Stephen D. Pryor was president of ExxonMobil Chemical Company (a subsidiary of Exxon Mobil Corporation) from April 1, 2008 to January 1, 2015, and was vice-president of Exxon Mobil Corporation from December 1, 2004 to January 1, 2015.  Pryor joined Mobil Corporation in 1971, and from then on held various national and international positions. He retired as of January 1, 2015. He is one of the top three shareholders of ExxonMobil stock.

Education
Pryor was born in New York, NY. He has a bachelor's degree in Biology from Lafayette College and a master's degree in Business Administration from Harvard University.

Career
Since joining Mobil Corporation in 1971, Pryor has held various financial and managerial positions with the company. These have included positions as general manager in Cyprus and New Zealand; as vice president of Mobil Chemical Company in the United States; and as president of Mobil Asia Pacific.

After Exxon and Mobil merged in 1999, Pryor became president of the ExxonMobil Lubricants & Specialties Company and a vice president of Exxon Mobil Corporation. In 2002 he became executive vice president of ExxonMobil Chemical Company and in 2004, president of ExxonMobil Refining & Supply Company. He was vice-president of Exxon Mobil Corporation from December 1, 2004 to January 1, 2015, and served as president of ExxonMobil Chemical Company (a subsidiary of Exxon Mobil Corporation) from April 1, 2008 to January 1, 2015.

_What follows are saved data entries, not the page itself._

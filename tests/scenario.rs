//! End-to-end workflow scenarios against an in-memory SQLite store.

use statusflow::engine::action::{RejectReason, StatusChangeHandler, TransitionOutcome};
use statusflow::engine::db::Db;
use statusflow::engine::graph::WorkflowGraph;
use statusflow::engine::order::RelationOrder;
use statusflow::engine::ports::{ItemStore, NoticeLevel, Notifier, SilentNotifier};
use statusflow::engine::repo::{ItemRepo, SqliteLookup, StatusDraft, StatusRepo, WorkflowRepo};
use statusflow::engine::transition::{FallbackReason, TransitionEngine};
use statusflow::engine::types::{Scope, Status, WorkItem, Workflow};
use std::cell::RefCell;

struct Board {
    conn: rusqlite::Connection,
    scope: Scope,
    workflow: Workflow,
    todo: Status,
    doing: Status,
    done: Status,
}

fn board() -> Board {
    let conn = Db::open_in_memory().unwrap();
    let scope = Scope::new("acme");
    let statuses = StatusRepo::new(&conn);
    let todo = statuses.add(&StatusDraft::new(&scope, "ToDo").sort_order(1)).unwrap();
    let doing = statuses
        .add(&StatusDraft::new(&scope, "InProgress").sort_order(2))
        .unwrap();
    let done = statuses
        .add(&StatusDraft::new(&scope, "Done").sort_order(3).final_status(true))
        .unwrap();

    let workflows = WorkflowRepo::new(&conn);
    let workflow = workflows.add(&scope, "W", "activity").unwrap();
    workflows
        .add_transition(&workflow, None, &todo, true, None)
        .unwrap();
    workflows
        .add_transition(&workflow, Some(&todo), &doing, false, None)
        .unwrap();
    workflows
        .add_transition(&workflow, Some(&doing), &done, false, None)
        .unwrap();

    Board {
        conn,
        scope,
        workflow,
        todo,
        doing,
        done,
    }
}

fn names(statuses: &[Status]) -> Vec<&str> {
    statuses.iter().map(|s| s.name.as_str()).collect()
}

#[derive(Default)]
struct Notices(RefCell<Vec<(NoticeLevel, String)>>);

impl Notifier for Notices {
    fn notify(&self, level: NoticeLevel, message: &str) {
        self.0.borrow_mut().push((level, message.to_string()));
    }
}

#[test]
fn test_todo_in_progress_done() {
    let b = board();
    let engine = TransitionEngine::new(SqliteLookup::new(&b.conn));
    let store = ItemRepo::new(&b.conn);
    let notices = Notices::default();
    let handler = StatusChangeHandler::new(engine, &store, &notices);

    let mut item = store
        .save(&WorkItem::new("I", "activity", b.scope.clone()).with_workflow(b.workflow.clone()))
        .unwrap();
    assert_eq!(
        names(&handler.engine().valid_next_statuses(&item).unwrap()),
        ["ToDo"]
    );

    let outcome = handler
        .change_status(Some(&mut item), Some(&b.todo))
        .unwrap();
    assert!(outcome.is_applied());
    assert_eq!(
        names(&handler.engine().valid_next_statuses(&item).unwrap()),
        ["ToDo", "InProgress"]
    );

    let outcome = handler
        .change_status(Some(&mut item), Some(&b.done))
        .unwrap();
    assert!(matches!(
        outcome,
        TransitionOutcome::Rejected {
            reason: RejectReason::NotAllowed { .. },
            ..
        }
    ));
    assert_eq!(item.status_name(), "ToDo");

    handler
        .change_status(Some(&mut item), Some(&b.doing))
        .unwrap();
    handler
        .change_status(Some(&mut item), Some(&b.done))
        .unwrap();

    let stored = store.find_by_id(item.id.unwrap()).unwrap().unwrap();
    assert_eq!(stored.status_name(), "Done");
    assert_eq!(stored.version, item.version);
    assert_eq!(notices.0.borrow().last().unwrap().0, NoticeLevel::Success);
}

#[test]
fn test_rejection_leaves_store_untouched() {
    let b = board();
    let store = ItemRepo::new(&b.conn);
    let handler = StatusChangeHandler::new(
        TransitionEngine::new(SqliteLookup::new(&b.conn)),
        &store,
        SilentNotifier,
    );

    let mut item = store
        .save(
            &WorkItem::new("I", "activity", b.scope.clone())
                .with_workflow(b.workflow.clone())
                .with_status(b.todo.clone()),
        )
        .unwrap();
    let before = item.version;

    let outcome = handler
        .change_status(Some(&mut item), Some(&b.done))
        .unwrap();
    assert!(outcome.is_rejected());
    let stored = store.find_by_id(item.id.unwrap()).unwrap().unwrap();
    assert_eq!(stored.version, before);
    assert_eq!(stored.status_name(), "ToDo");
}

#[test]
fn test_noop_transition_bumps_version_once() {
    let b = board();
    let store = ItemRepo::new(&b.conn);
    let handler = StatusChangeHandler::new(
        TransitionEngine::new(SqliteLookup::new(&b.conn)),
        &store,
        SilentNotifier,
    );

    let mut item = store
        .save(
            &WorkItem::new("I", "activity", b.scope.clone())
                .with_workflow(b.workflow.clone())
                .with_status(b.doing.clone()),
        )
        .unwrap();

    let outcome = handler
        .change_status(Some(&mut item), Some(&b.doing))
        .unwrap();
    assert!(outcome.is_applied());
    assert_eq!(item.version, 2);
    assert_eq!(item.status_name(), "InProgress");
}

#[test]
fn test_stale_copy_conflicts() {
    let b = board();
    let store = ItemRepo::new(&b.conn);
    let handler = StatusChangeHandler::new(
        TransitionEngine::new(SqliteLookup::new(&b.conn)),
        &store,
        SilentNotifier,
    );

    let mut item = store
        .save(
            &WorkItem::new("I", "activity", b.scope.clone())
                .with_workflow(b.workflow.clone())
                .with_status(b.todo.clone()),
        )
        .unwrap();
    let mut stale = item.clone();

    handler
        .change_status(Some(&mut item), Some(&b.doing))
        .unwrap();
    let err = handler
        .change_status(Some(&mut stale), Some(&b.doing))
        .unwrap_err();
    assert_eq!(err.code(), "CONFLICT");
}

#[test]
fn test_removing_all_edges_fails_open() {
    let b = board();
    let workflows = WorkflowRepo::new(&b.conn);
    workflows
        .remove_transition(b.workflow.id, None, &b.todo)
        .unwrap();
    workflows
        .remove_transition(b.workflow.id, Some(&b.todo), &b.doing)
        .unwrap();
    workflows
        .remove_transition(b.workflow.id, Some(&b.doing), &b.done)
        .unwrap();

    let engine = TransitionEngine::new(SqliteLookup::new(&b.conn));
    let item = WorkItem::new("I", "activity", b.scope.clone())
        .with_workflow(b.workflow.clone())
        .with_status(b.done.clone());
    let next = engine.evaluate(&item).unwrap();
    assert_eq!(next.fallback, Some(FallbackReason::NoRelations));
    assert_eq!(names(&next.statuses), ["Done", "ToDo", "InProgress"]);
}

#[test]
fn test_audit_of_stored_workflow() {
    let b = board();
    let lookup = SqliteLookup::new(&b.conn);
    let graph = WorkflowGraph::build(&lookup, &b.workflow, RelationOrder::Sequence).unwrap();
    assert!(graph.audit().is_empty());
    assert_eq!(graph.initial_status(), Some(&b.todo));
}

#[test]
fn test_deactivated_status_stays_in_workflow() {
    let b = board();
    StatusRepo::new(&b.conn).set_active(b.doing.id, false).unwrap();

    let lookup = SqliteLookup::new(&b.conn);
    let graph = WorkflowGraph::build(&lookup, &b.workflow, RelationOrder::Sequence).unwrap();
    let ahead = graph.successors(&b.todo);
    assert_eq!(ahead.len(), 1);
    assert_eq!(ahead[0].name, "InProgress");
    assert!(!ahead[0].is_active);
    assert_eq!(graph.reachable().len(), graph.statuses().len());

    let engine = TransitionEngine::new(SqliteLookup::new(&b.conn));
    let item = WorkItem::new("Ship", "activity", b.scope.clone())
        .with_workflow(b.workflow.clone())
        .with_status(b.todo.clone());
    assert!(engine.is_valid_transition(&item, &b.doing).unwrap());
}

Pryor has served on the Executive Strategy Group of the International Council of Chemical Associations (ICCA), and is a proponent of the Responsible Care initiative, a voluntary global initiative to improve health, safety, and environmental performance within the chemical industry.

Awards
 2015, Chemical Industry Medal from the Society of Chemical Industry
 2015, Petrochemical Heritage Award from The Founders Club and the Chemical Heritage Foundation

References

American chemical industry businesspeople
American chief executives of Fortune 500 companies
ExxonMobil people
Harvard Business School alumni
Lafayette College alumni
Living people
Year of birth missing (living people)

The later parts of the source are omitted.